Exercise aim: With the records in front of you, set every one of them down exactly.
**** Records for this task
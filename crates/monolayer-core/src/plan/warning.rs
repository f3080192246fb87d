use serde::{Deserialize, Serialize};
use std::fmt;

/// Warning severity class
#[derive(Debug, Clone, Copy, PartialEq, Eq, Hash, PartialOrd, Ord, Serialize, Deserialize)]
#[serde(rename_all = "snake_case")]
pub enum WarningKind {
    /// Breaks consumers bound to the previous shape or name
    BackwardIncompatible,
    /// Loses data
    Destructive,
    /// Takes locks that block reads or writes
    Blocking,
    /// Existing rows may violate the new rule
    MightFail,
}

impl fmt::Display for WarningKind {
    fn fmt(&self, f: &mut fmt::Formatter<'_>) -> fmt::Result {
        let s = match self {
            WarningKind::BackwardIncompatible => "backward incompatible",
            WarningKind::Destructive => "destructive",
            WarningKind::Blocking => "blocking",
            WarningKind::MightFail => "might fail",
        };
        write!(f, "{}", s)
    }
}

/// Non-fatal annotation on a migration operation
///
/// Warnings never block emission; they are surfaced for operator review.
#[derive(Debug, Clone, PartialEq, Eq, Serialize, Deserialize)]
#[serde(tag = "code", rename_all = "snake_case")]
pub enum Warning {
    TableRename {
        schema: String,
        from: String,
        to: String,
    },
    ColumnRename {
        schema: String,
        table: String,
        from: String,
        to: String,
    },
    TableDrop {
        schema: String,
        table: String,
    },
    ColumnDrop {
        schema: String,
        table: String,
        column: String,
    },
    ChangeColumnType {
        schema: String,
        table: String,
        column: String,
        from: String,
        to: String,
    },
    AddNonNullableColumn {
        schema: String,
        table: String,
        column: String,
    },
    ChangeColumnToNonNullable {
        schema: String,
        table: String,
        column: String,
    },
    AddPrimaryKeyToExistingTable {
        schema: String,
        table: String,
    },
    AddUniqueToExistingTable {
        schema: String,
        table: String,
    },
    AddForeignKeyToExistingTable {
        schema: String,
        table: String,
    },
}

impl Warning {
    pub fn kind(&self) -> WarningKind {
        match self {
            Warning::TableRename { .. } | Warning::ColumnRename { .. } => {
                WarningKind::BackwardIncompatible
            }
            Warning::TableDrop { .. } | Warning::ColumnDrop { .. } => WarningKind::Destructive,
            Warning::ChangeColumnType { .. } => WarningKind::Blocking,
            Warning::AddNonNullableColumn { .. }
            | Warning::ChangeColumnToNonNullable { .. }
            | Warning::AddPrimaryKeyToExistingTable { .. }
            | Warning::AddUniqueToExistingTable { .. }
            | Warning::AddForeignKeyToExistingTable { .. } => WarningKind::MightFail,
        }
    }

    /// Stable code, as serialized in the `code` tag
    pub fn code(&self) -> &'static str {
        match self {
            Warning::TableRename { .. } => "table_rename",
            Warning::ColumnRename { .. } => "column_rename",
            Warning::TableDrop { .. } => "table_drop",
            Warning::ColumnDrop { .. } => "column_drop",
            Warning::ChangeColumnType { .. } => "change_column_type",
            Warning::AddNonNullableColumn { .. } => "add_non_nullable_column",
            Warning::ChangeColumnToNonNullable { .. } => "change_column_to_non_nullable",
            Warning::AddPrimaryKeyToExistingTable { .. } => "add_primary_key_to_existing_table",
            Warning::AddUniqueToExistingTable { .. } => "add_unique_to_existing_table",
            Warning::AddForeignKeyToExistingTable { .. } => "add_foreign_key_to_existing_table",
        }
    }
}

impl fmt::Display for Warning {
    fn fmt(&self, f: &mut fmt::Formatter<'_>) -> fmt::Result {
        match self {
            Warning::TableRename { schema, from, to } => {
                write!(f, "table {}.{} renamed to {}", schema, from, to)
            }
            Warning::ColumnRename {
                schema,
                table,
                from,
                to,
            } => write!(f, "column {}.{}.{} renamed to {}", schema, table, from, to),
            Warning::TableDrop { schema, table } => write!(f, "table {}.{} dropped", schema, table),
            Warning::ColumnDrop {
                schema,
                table,
                column,
            } => write!(f, "column {}.{}.{} dropped", schema, table, column),
            Warning::ChangeColumnType {
                schema,
                table,
                column,
                from,
                to,
            } => write!(
                f,
                "column {}.{}.{} changes type from {} to {}",
                schema, table, column, from, to
            ),
            Warning::AddNonNullableColumn {
                schema,
                table,
                column,
            } => write!(
                f,
                "non-nullable column {}.{}.{} added without default",
                schema, table, column
            ),
            Warning::ChangeColumnToNonNullable {
                schema,
                table,
                column,
            } => write!(f, "column {}.{}.{} becomes non-nullable", schema, table, column),
            Warning::AddPrimaryKeyToExistingTable { schema, table } => {
                write!(f, "primary key added to existing table {}.{}", schema, table)
            }
            Warning::AddUniqueToExistingTable { schema, table } => {
                write!(f, "unique constraint added to existing table {}.{}", schema, table)
            }
            Warning::AddForeignKeyToExistingTable { schema, table } => {
                write!(f, "foreign key added to existing table {}.{}", schema, table)
            }
        }
    }
}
********
Response to this exercise:
filename crates/monolayer-core/src/plan/warning.rs
repository f3080192246fb87d
use serde::{Deserialize, Serialize};
use std::fmt;

/// Warning severity class
#[derive(Debug, Clone, Copy, PartialEq, Eq, Hash, PartialOrd, Ord, Serialize, Deserialize)]
#[serde(rename_all = "snake_case")]
pub enum WarningKind {
    /// Breaks consumers bound to the previous shape or name
    BackwardIncompatible,
    /// Loses data
    Destructive,
    /// Takes locks that block reads or writes
    Blocking,
    /// Existing rows may violate the new rule
    MightFail,
}

impl fmt::Display for WarningKind {
    fn fmt(&self, f: &mut fmt::Formatter<'_>) -> fmt::Result {
        let s = match self {
            WarningKind::BackwardIncompatible => "backward incompatible",
            WarningKind::Destructive => "destructive",
            WarningKind::Blocking => "blocking",
            WarningKind::MightFail => "might fail",
        };
        write!(f, "{}", s)
    }
}

/// Non-fatal annotation on a migration operation
///
/// Warnings never block emission; they are surfaced for operator review.
#[derive(Debug, Clone, PartialEq, Eq, Serialize, Deserialize)]
#[serde(tag = "code", rename_all = "snake_case")]
pub enum Warning {
    TableRename {
        schema: String,
        from: String,
        to: String,
    },
    ColumnRename {
        schema: String,
        table: String,
        from: String,
        to: String,
    },
    TableDrop {
        schema: String,
        table: String,
    },
    ColumnDrop {
        schema: String,
        table: String,
        column: String,
    },
    ChangeColumnType {
        schema: String,
        table: String,
        column: String,
        from: String,
        to: String,
    },
    AddNonNullableColumn {
        schema: String,
        table: String,
        column: String,
    },
    ChangeColumnToNonNullable {
        schema: String,
        table: String,
        column: String,
    },
    AddPrimaryKeyToExistingTable {
        schema: String,
        table: String,
    },
    AddUniqueToExistingTable {
        schema: String,
        table: String,
    },
    AddForeignKeyToExistingTable {
        schema: String,
        table: String,
    },
}

impl Warning {
    pub fn kind(&self) -> WarningKind {
        match self {
            Warning::TableRename { .. } | Warning::ColumnRename { .. } => {
                WarningKind::BackwardIncompatible
            }
            Warning::TableDrop { .. } | Warning::ColumnDrop { .. } => WarningKind::Destructive,
            Warning::ChangeColumnType { .. } => WarningKind::Blocking,
            Warning::AddNonNullableColumn { .. }
            | Warning::ChangeColumnToNonNullable { .. }
            | Warning::AddPrimaryKeyToExistingTable { .. }
            | Warning::AddUniqueToExistingTable { .. }
            | Warning::AddForeignKeyToExistingTable { .. } => WarningKind::MightFail,
        }
    }

    /// Stable code, as serialized in the `code` tag
    pub fn code(&self) -> &'static str {
        match self {
            Warning::TableRename { .. } => "table_rename",
            Warning::ColumnRename { .. } => "column_rename",
            Warning::TableDrop { .. } => "table_drop",
            Warning::ColumnDrop { .. } => "column_drop",
            Warning::ChangeColumnType { .. } => "change_column_type",
            Warning::AddNonNullableColumn { .. } => "add_non_nullable_column",
            Warning::ChangeColumnToNonNullable { .. } => "change_column_to_non_nullable",
            Warning::AddPrimaryKeyToExistingTable { .. } => "add_primary_key_to_existing_table",
            Warning::AddUniqueToExistingTable { .. } => "add_unique_to_existing_table",
            Warning::AddForeignKeyToExistingTable { .. } => "add_foreign_key_to_existing_table",
        }
    }
}

impl fmt::Display for Warning {
    fn fmt(&self, f: &mut fmt::Formatter<'_>) -> fmt::Result {
        match self {
            Warning::TableRename { schema, from, to } => {
                write!(f, "table {}.{} renamed to {}", schema, from, to)
            }
            Warning::ColumnRename {
                schema,
                table,
                from,
                to,
            } => write!(f, "column {}.{}.{} renamed to {}", schema, table, from, to),
            Warning::TableDrop { schema, table } => write!(f, "table {}.{} dropped", schema, table),
            Warning::ColumnDrop {
                schema,
                table,
                column,
            } => write!(f, "column {}.{}.{} dropped", schema, table, column),
            Warning::ChangeColumnType {
                schema,
                table,
                column,
                from,
                to,
            } => write!(
                f,
                "column {}.{}.{} changes type from {} to {}",
                schema, table, column, from, to
            ),
            Warning::AddNonNullableColumn {
                schema,
                table,
                column,
            } => write!(
                f,
                "non-nullable column {}.{}.{} added without default",
                schema, table, column
            ),
            Warning::ChangeColumnToNonNullable {
                schema,
                table,
                column,
            } => write!(f, "column {}.{}.{} becomes non-nullable", schema, table, column),
            Warning::AddPrimaryKeyToExistingTable { schema, table } => {
                write!(f, "primary key added to existing table {}.{}", schema, table)
            }
            Warning::AddUniqueToExistingTable { schema, table } => {
                write!(f, "unique constraint added to existing table {}.{}", schema, table)
            }
            Warning::AddForeignKeyToExistingTable { schema, table } => {
                write!(f, "foreign key added to existing table {}.{}", schema, table)
            }
        }
    }
}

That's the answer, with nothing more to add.